Cinco Días - Spanien | Freitag, 1. Juni 2012
Rajoys Politik trägt erste Früchte
Mario Draghis Forderung nach einer zentralen Bankenaufsicht zeigt, dass die Strategie des spanischen Premiers Mariano Rajoy aufgehen könnte, freut sich die Wirtschaftszeitung Cinco Días: "Die offensiven Bemühungen der Regierung, eine Lösung zu finden, die einerseits das Misstrauen gegenüber dem spanischen Bankensystem eindämmt und andererseits Spanien nicht neben Irland, Griechenland und Portugal in die Gruppe der geretteten Volkswirtschaften einreiht, scheint erste Früchte zu tragen. Bislang beharrte die Regierung darauf, dass die Hetzjagd der Finanzmärkte auf Spanien kein rein spanisches, sondern eben auch ein europäisches Problem ist. Und dass die Antwort darauf dementsprechend eine europäische sein muss.
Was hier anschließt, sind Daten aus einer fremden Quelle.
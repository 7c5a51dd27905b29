//! TF-IDF vectorizer
//!
//! Turns an ordered list of titles into an N×M feature matrix:
//! - tf = raw term count in the title
//! - idf = ln((1 + n) / (1 + df)) + 1 (smoothed, never zero)
//! - each row L2-normalized (all-zero rows stay zero)
//!
//! The vocabulary is sorted lexicographically, so column order (and with it
//! every downstream tie-break) is deterministic for a given input.

use ndarray::Array2;
use std::collections::{BTreeMap, HashMap};

use crate::config::StopWords;
use super::tokenize::TermTokenizer;

/// Dense TF-IDF feature matrix; row i belongs to input text i
pub type FeatureMatrix = Array2<f64>;

/// Smoothed inverse document frequency
#[inline]
pub fn smoothed_idf(total_documents: usize, doc_frequency: usize) -> f64 {
    ((1.0 + total_documents as f64) / (1.0 + doc_frequency as f64)).ln() + 1.0
}

#[derive(Debug, Clone)]
pub struct TfidfVectorizer {
    tokenizer: TermTokenizer,
    vocabulary: HashMap<String, usize>,
    feature_names: Vec<String>,
    idf: Vec<f64>,
}

impl TfidfVectorizer {
    pub fn new(stop_words: StopWords) -> Self {
        Self {
            tokenizer: TermTokenizer::new(stop_words),
            vocabulary: HashMap::new(),
            feature_names: Vec::new(),
            idf: Vec::new(),
        }
    }

    /// Learn vocabulary and idf from `texts`, replacing any earlier fit
    pub fn fit<S: AsRef<str>>(&mut self, texts: &[S]) -> &mut Self {
        let tokenized: Vec<Vec<String>> = texts
            .iter()
            .map(|t| self.tokenizer.tokenize(t.as_ref()))
            .collect();
        self.fit_tokens(&tokenized);
        self
    }

    /// Project `texts` onto the fitted vocabulary
    ///
    /// An empty vocabulary yields a single all-zero column so callers always
    /// receive a well-formed matrix.
    pub fn transform<S: AsRef<str>>(&self, texts: &[S]) -> FeatureMatrix {
        let tokenized: Vec<Vec<String>> = texts
            .iter()
            .map(|t| self.tokenizer.tokenize(t.as_ref()))
            .collect();
        self.transform_tokens(&tokenized)
    }

    pub fn fit_transform<S: AsRef<str>>(&mut self, texts: &[S]) -> FeatureMatrix {
        let tokenized: Vec<Vec<String>> = texts
            .iter()
            .map(|t| self.tokenizer.tokenize(t.as_ref()))
            .collect();
        self.fit_tokens(&tokenized);
        self.transform_tokens(&tokenized)
    }

    /// Terms in column order
    pub fn feature_names(&self) -> &[String] {
        &self.feature_names
    }

    pub fn idf(&self) -> &[f64] {
        &self.idf
    }

    /// True when the fitted vocabulary is empty (e.g. all-stopword titles)
    pub fn is_degenerate(&self) -> bool {
        self.feature_names.is_empty()
    }

    fn fit_tokens(&mut self, tokenized: &[Vec<String>]) {
        // BTreeMap keeps the vocabulary sorted
        let mut doc_freq: BTreeMap<&str, usize> = BTreeMap::new();
        for tokens in tokenized {
            let mut seen: Vec<&str> = tokens.iter().map(String::as_str).collect();
            seen.sort_unstable();
            seen.dedup();
            for term in seen {
                *doc_freq.entry(term).or_insert(0) += 1;
            }
        }

        let n_docs = tokenized.len();
        self.feature_names = doc_freq.keys().map(|t| t.to_string()).collect();
        self.idf = doc_freq.values().map(|&df| smoothed_idf(n_docs, df)).collect();
        self.vocabulary = self
            .feature_names
            .iter()
            .enumerate()
            .map(|(i, t)| (t.clone(), i))
            .collect();
    }

    fn transform_tokens(&self, tokenized: &[Vec<String>]) -> FeatureMatrix {
        let n_cols = self.feature_names.len().max(1);
        let mut matrix = Array2::<f64>::zeros((tokenized.len(), n_cols));
        if self.is_degenerate() {
            return matrix;
        }

        for (row, tokens) in tokenized.iter().enumerate() {
            for token in tokens {
                if let Some(&col) = self.vocabulary.get(token) {
                    matrix[[row, col]] += 1.0;
                }
            }
            let mut row_view = matrix.row_mut(row);
            for (col, value) in row_view.iter_mut().enumerate() {
                *value *= self.idf[col];
            }
            let norm = row_view.iter().map(|v| v * v).sum::<f64>().sqrt();
            if norm > 0.0 {
                row_view.mapv_inplace(|v| v / norm);
            }
        }

        matrix
    }
}

impl Default for TfidfVectorizer {
    fn default() -> Self {
        Self::new(StopWords::English)
    }
}

#[cfg(test)]
mod tests {
    use super::*;

    fn row_norm(matrix: &FeatureMatrix, row: usize) -> f64 {
        matrix.row(row).iter().map(|v| v * v).sum::<f64>().sqrt()
    }

    #[test]
    fn test_vocabulary_sorted_without_stop_words() {
        let mut vectorizer = TfidfVectorizer::default();
        vectorizer.fit(&["the optical sensor", "a laser sensor array"]);
        assert_eq!(
            vectorizer.feature_names(),
            &["array", "laser", "optical", "sensor"]
        );
    }

    #[test]
    fn test_shape_and_unit_rows() {
        let titles = ["laser ranging system", "laser detection method", "optical sensor array"];
        let mut vectorizer = TfidfVectorizer::default();
        let matrix = vectorizer.fit_transform(&titles);

        assert_eq!(matrix.nrows(), 3);
        assert_eq!(matrix.ncols(), vectorizer.feature_names().len());
        for row in 0..3 {
            assert!((row_norm(&matrix, row) - 1.0).abs() < 1e-9);
        }
    }

    #[test]
    fn test_shared_terms_weigh_less() {
        let mut vectorizer = TfidfVectorizer::default();
        let matrix = vectorizer.fit_transform(&["laser ranging", "laser detection"]);
        let names = vectorizer.feature_names();
        let laser = names.iter().position(|t| t == "laser").unwrap();
        let ranging = names.iter().position(|t| t == "ranging").unwrap();
        assert!(matrix[[0, laser]] < matrix[[0, ranging]]);
    }

    #[test]
    fn test_smoothed_idf() {
        assert!((smoothed_idf(1, 1) - 1.0).abs() < 1e-12);
        assert!((smoothed_idf(3, 1) - (2.0f64.ln() + 1.0)).abs() < 1e-12);
    }

    #[test]
    fn test_degenerate_vocabulary() {
        let mut vectorizer = TfidfVectorizer::default();
        let matrix = vectorizer.fit_transform(&["the of and", "a an"]);
        assert!(vectorizer.is_degenerate());
        assert_eq!(matrix.shape(), &[2, 1]);
        assert!(matrix.iter().all(|&v| v == 0.0));
    }

    #[test]
    fn test_transform_ignores_unknown_terms() {
        let mut vectorizer = TfidfVectorizer::default();
        vectorizer.fit(&["laser ranging"]);
        let matrix = vectorizer.transform(&["radar imaging"]);
        assert!(matrix.iter().all(|&v| v == 0.0));
    }

    #[test]
    fn test_deterministic() {
        let titles = ["photonic sensor design", "radar signal processing"];
        let a = TfidfVectorizer::default().fit_transform(&titles);
        let b = TfidfVectorizer::default().fit_transform(&titles);
        assert_eq!(a, b);
    }
}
Deswegen verweigerte sich Spanien einer Rettung, die das Land wahrscheinlich dauerhaft stigmatisieren würde und von der man zwar weiß, wie sie beginnt, nicht aber wie sie endet. Dieses Beharren - sicherlich in einer Abseitsposition und ungenügend erklärt - scheint die starre Haltung der Europäischen Union nun endlich etwas aufzuweichen."